Wide and Deep Learning for Peer-to-Peer Lending
Kaveh Bastani, Elham Asgari, Hamed Namavari

TL;DR
This paper introduces a two-stage wide and deep learning approach combining credit and profit scoring to improve loan selection in P2P lending, effectively addressing class imbalance and enhancing prediction accuracy.
Contribution
It proposes an integrated two-stage scoring method using wide and deep learning to simultaneously predict default risk and profitability in P2P lending.
Findings
Outperforms existing credit and profit scoring methods.
Effectively handles class imbalance in loan data.

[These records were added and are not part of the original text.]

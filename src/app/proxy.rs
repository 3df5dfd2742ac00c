//! Defines an abstraction over the event sending mechanism.

use super::events::UserEvent;
use tokio::sync::mpsc::UnboundedSender;

/// A trait that abstracts the sending of user events.
/// This is "fire-and-forget" and doesn't return a result, simplifying its use.
pub trait EventProxy: Send + Sync + Clone + 'static {
    fn send_event(&self, event: UserEvent);
}

/// A channel whose receiver is drained by the front-end's event loop.
impl EventProxy for UnboundedSender<UserEvent> {
    fn send_event(&self, event: UserEvent) {
        // A dropped receiver means the front-end is shutting down.
        if let Err(e) = self.send(event) {
            tracing::warn!("Failed to send event to front-end: {:?}", e.0);
        }
    }
}
use std::sync::Once;

static LOGGING_INIT: Once = Once::new();

/// Routes the scanner, ignore-rule and session logs of unit tests to the test
/// writer, so `RUST_LOG=file_exporter=debug cargo test` shows pruning decisions
/// and skipped directories next to the failing test.
///
/// The global subscriber is installed once per test binary. Log assertions live
/// in `tests/logging.rs`, which owns its own subscriber.
pub fn setup_test_logging() {
    LOGGING_INIT.call_once(|| {
        tracing_subscriber::fmt()
            .with_env_filter(tracing_subscriber::EnvFilter::from_default_env())
            .with_test_writer()
            .try_init()
            .ok();
    });
}

/// Returns true when the tests run as root (UID 0).
///
/// The scanner's unreadable-subdirectory test clears a folder's permissions
/// and expects it to be counted in `ScanStats::directories_unreadable`; root
/// still reads such a folder, so that test returns early here.
#[cfg(test)]
#[inline]
pub fn running_as_root() -> bool {
    #[cfg(unix)]
    {
        // SAFETY: geteuid has no side effects and cannot fail.
        unsafe { libc::geteuid() == 0 }
    }
    #[cfg(not(unix))]
    {
        false
    }
}
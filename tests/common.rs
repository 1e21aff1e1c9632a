//! Common test utilities for integration tests
//!
//! This module provides shared utilities for integration tests that cannot
//! access the main crate's test_utils module.

use ivfmerge::{
    CoarseQuantizer, DistanceMetric, FlatCodec, FlatQuantizer, Idx, IvfError, IvfShard, PostingList, PostingStore,
    SearchResults, SearchShard, ShardedIndex, ShardedIndexConfig,
};
use parking_lot::RwLock;
use rand::rngs::StdRng;
use rand::{Rng, SeedableRng};
use std::sync::Arc;
use tempfile::TempDir;

/// Test constants for consistent test configuration across integration tests
pub mod test_constants {
    pub const DIMENSION: usize = 64;
    pub const NB: usize = 1000;
    pub const NQ: usize = 100;
    pub const NSHARDS: usize = 4;
    pub const NLIST: usize = 40;
    pub const NPROBE: usize = 10;
    pub const K: usize = 10;
    pub const SEED: u64 = 1234;
}

/// Error messages for consistent test error reporting
pub mod test_error_messages {
    pub const FAILED_TO_CREATE_TEMP_DIR: &str = "Failed to create test temporary directory";
    #[allow(dead_code)]
    pub const FAILED_TO_CREATE_INDEX: &str = "Failed to create test index";
}

/// Creates a temporary directory for test use with proper error handling
#[allow(dead_code)]
pub fn create_temp_dir_for_test() -> TempDir {
    TempDir::new().expect(test_error_messages::FAILED_TO_CREATE_TEMP_DIR)
}

/// Database, queries and a quantizer trained on a sample of the database
#[allow(dead_code)]
pub struct Scenario {
    pub dimension: usize,
    pub nb: usize,
    pub nq: usize,
    pub nshards: usize,
    pub k: usize,
    pub metric: DistanceMetric,
    pub xb: Vec<f32>,
    pub xq: Vec<f32>,
    pub quantizer: Arc<dyn CoarseQuantizer>,
}

#[allow(dead_code)]
impl Scenario {
    /// Four shards of 250 vectors each, `nlist = 40`, `k = 10`, 100 queries
    pub fn standard() -> Self {
        Self::with_metric(DistanceMetric::L2)
    }

    pub fn with_metric(metric: DistanceMetric) -> Self {
        use test_constants::*;
        let mut rng = StdRng::seed_from_u64(SEED);
        let xb: Vec<f32> = (0..NB * DIMENSION).map(|_| rng.gen::<f32>()).collect();
        let xq: Vec<f32> = (0..NQ * DIMENSION).map(|_| rng.gen::<f32>()).collect();

        // Centroids are a strided sample of the database
        let stride = NB / NLIST;
        let centroids: Vec<f32> = (0..NLIST)
            .flat_map(|c| xb[c * stride * DIMENSION..(c * stride + 1) * DIMENSION].iter().copied())
            .collect();
        let quantizer = FlatQuantizer::from_centroids(DIMENSION, metric, centroids).expect("quantizer");

        Self {
            dimension: DIMENSION,
            nb: NB,
            nq: NQ,
            nshards: NSHARDS,
            k: K,
            metric,
            xb,
            xq,
            quantizer: Arc::new(quantizer),
        }
    }

    /// Empty trained shard over the shared quantizer
    pub fn shard(&self) -> IvfShard {
        let mut shard = IvfShard::new(Arc::clone(&self.quantizer), Arc::new(FlatCodec::new(self.dimension))).expect("shard");
        shard.set_nprobe(test_constants::NPROBE).expect("nprobe");
        shard
    }

    pub fn config(&self, successive_ids: bool) -> ShardedIndexConfig {
        ShardedIndexConfig::new()
            .dimension(self.dimension)
            .metric(self.metric)
            .successive_ids(successive_ids)
    }

    /// Index with `nshards` empty shards
    pub fn index(&self, successive_ids: bool) -> ShardedIndex {
        let mut index = ShardedIndex::new(self.config(successive_ids)).expect("index");
        for _ in 0..self.nshards {
            index.add_shard(self.shard()).expect("add shard");
        }
        index
    }

    /// Index over caller-held shard handles
    pub fn index_with(&self, shards: &[Arc<RwLock<IvfShard>>], successive_ids: bool) -> ShardedIndex {
        let mut index = ShardedIndex::new(self.config(successive_ids)).expect("index");
        for shard in shards {
            index.add_shared_shard(Arc::clone(shard)).expect("add shared shard");
        }
        index
    }

    /// Sparse explicit identifiers `123 + 456 * i`
    pub fn sparse_ids(&self) -> Vec<Idx> {
        (0..self.nb as Idx).map(|i| 123 + 456 * i).collect()
    }

    /// Single shard holding the whole database under `ids`
    pub fn reference(&self, ids: &[Idx]) -> IvfShard {
        let mut shard = self.shard();
        shard.add_with_ids(&self.xb, Some(ids)).expect("reference add");
        shard
    }

    pub fn search_reference(&self, ids: &[Idx]) -> SearchResults {
        self.reference(ids).search(&self.xq, self.k).expect("reference search")
    }

    /// Row of the database stored under position `i`
    pub fn vector(&self, i: usize) -> &[f32] {
        &self.xb[i * self.dimension..(i + 1) * self.dimension]
    }
}

/// Number of result slots whose labels differ
#[allow(dead_code)]
pub fn count_mismatches(a: &SearchResults, b: &SearchResults) -> usize {
    assert_eq!(a.labels.len(), b.labels.len());
    a.labels.iter().zip(&b.labels).filter(|(x, y)| x != y).count()
}

/// Every list of `store`, materialized
#[allow(dead_code)]
pub fn snapshot(store: &dyn PostingStore) -> Result<Vec<PostingList>, IvfError> {
    (0..store.nlist()).map(|list_no| store.read_list(list_no)).collect()
}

Improves prediction accuracy for loan profitability.
Abstract
This paper proposes a two-stage scoring approach to help lenders decide their fund allocations in the peer-to-peer (P2P) lending market. The existing scoring approaches focus on only either probability of default (PD) prediction, known as credit scoring, or profitability prediction, known as profit scoring, to identify the best loans for investment. Credit scoring fails to deliver the main need of lenders on how much profit they may obtain through their investment. On the other hand, profit scoring can satisfy that need by predicting the investment profitability. However, profit scoring completely ignores the class imbalance problem where most of the past loans are non-default. Consequently, ignorance of the class imbalance problem significantly affects the accuracy of profitability prediction. Our proposed two-stage scoring approach is an integration of credit scoring and profit…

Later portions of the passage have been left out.